From the data that follows, print exactly the lines starting at the one containing "calling any source" and ending at the one containing "#[tokio::main]"; include both of them and nothing more.

═══ Given entries

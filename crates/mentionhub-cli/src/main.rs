mod commands;

use clap::{Args, Parser, Subcommand};
use mentionhub_core::{Platform, Sentiment};
use tracing_subscriber::EnvFilter;

#[derive(Debug, Parser)]
#[command(name = "mentionhub-cli")]
#[command(about = "Aggregate social-media mentions across connected platforms")]
struct Cli {
    #[command(subcommand)]
    command: Option<Commands>,
}

#[derive(Debug, Subcommand)]
enum Commands {
    /// Fetch, merge, and optionally filter mentions from every enabled platform
    Aggregate(AggregateArgs),
    /// Show the profile summary of each enabled platform connection
    Profiles,
    /// Print synthetic mentions for one platform without calling any source
    Synthetic {
        #[arg(long)]
        platform: Platform,

        #[arg(long, default_value_t = 10)]
        count: usize,
    },
}

#[derive(Debug, Args)]
struct AggregateArgs {
    /// Per-platform cap; defaults to `MENTIONHUB_MAX_PER_PLATFORM`
    #[arg(long)]
    max_per_platform: Option<usize>,

    /// Keep only these platforms (repeatable)
    #[arg(long = "platform")]
    platforms: Vec<Platform>,

    /// Keep only these sentiments (repeatable)
    #[arg(long = "sentiment")]
    sentiments: Vec<Sentiment>,

    /// First UTC day to keep (YYYY-MM-DD)
    #[arg(long)]
    from: Option<chrono::NaiveDate>,

    /// Last UTC day to keep, inclusive (YYYY-MM-DD)
    #[arg(long)]
    to: Option<chrono::NaiveDate>,

    /// Case-insensitive text to look for in content or author
    #[arg(long)]
    search: Option<String>,

    /// Print statistics over the filtered mentions instead of the mentions
    #[arg(long)]
    stats: bool,
}

#[tokio::main]
async fn main() -> anyhow::Result<()> {
    dotenvy::dotenv().ok();
    let config = mentionhub_core::load_app_config()?;
    let env_filter = EnvFilter::try_from_default_env()
        .or_else(|_| EnvFilter::try_new(config.log_level.clone()))?;
    tracing_subscriber::fmt()
        .with_env_filter(env_filter)
        .with_writer(std::io::stderr)
        .init();

    let cli = Cli::parse();
    match cli.command {
        Some(Commands::Aggregate(args)) => commands::run_aggregate(&config, &args).await?,
        Some(Commands::Profiles) => commands::run_profiles(&config).await?,
        Some(Commands::Synthetic { platform, count }) => commands::run_synthetic(platform, count)?,
        None => println!("mentionhub-cli: run with --help for available commands"),
    }

    Ok(())
}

══════

Exercise output:
    /// Print synthetic mentions for one platform without calling any source
    Synthetic {
        #[arg(long)]
        platform: Platform,

        #[arg(long, default_value_t = 10)]
        count: usize,
    },
}

#[derive(Debug, Args)]
struct AggregateArgs {
    /// Per-platform cap; defaults to `MENTIONHUB_MAX_PER_PLATFORM`
    #[arg(long)]
    max_per_platform: Option<usize>,

    /// Keep only these platforms (repeatable)
    #[arg(long = "platform")]
    platforms: Vec<Platform>,

    /// Keep only these sentiments (repeatable)
    #[arg(long = "sentiment")]
    sentiments: Vec<Sentiment>,

    /// First UTC day to keep (YYYY-MM-DD)
    #[arg(long)]
    from: Option<chrono::NaiveDate>,

    /// Last UTC day to keep, inclusive (YYYY-MM-DD)
    #[arg(long)]
    to: Option<chrono::NaiveDate>,

    /// Case-insensitive text to look for in content or author
    #[arg(long)]
    search: Option<String>,

    /// Print statistics over the filtered mentions instead of the mentions
    #[arg(long)]
    stats: bool,
}

#[tokio::main]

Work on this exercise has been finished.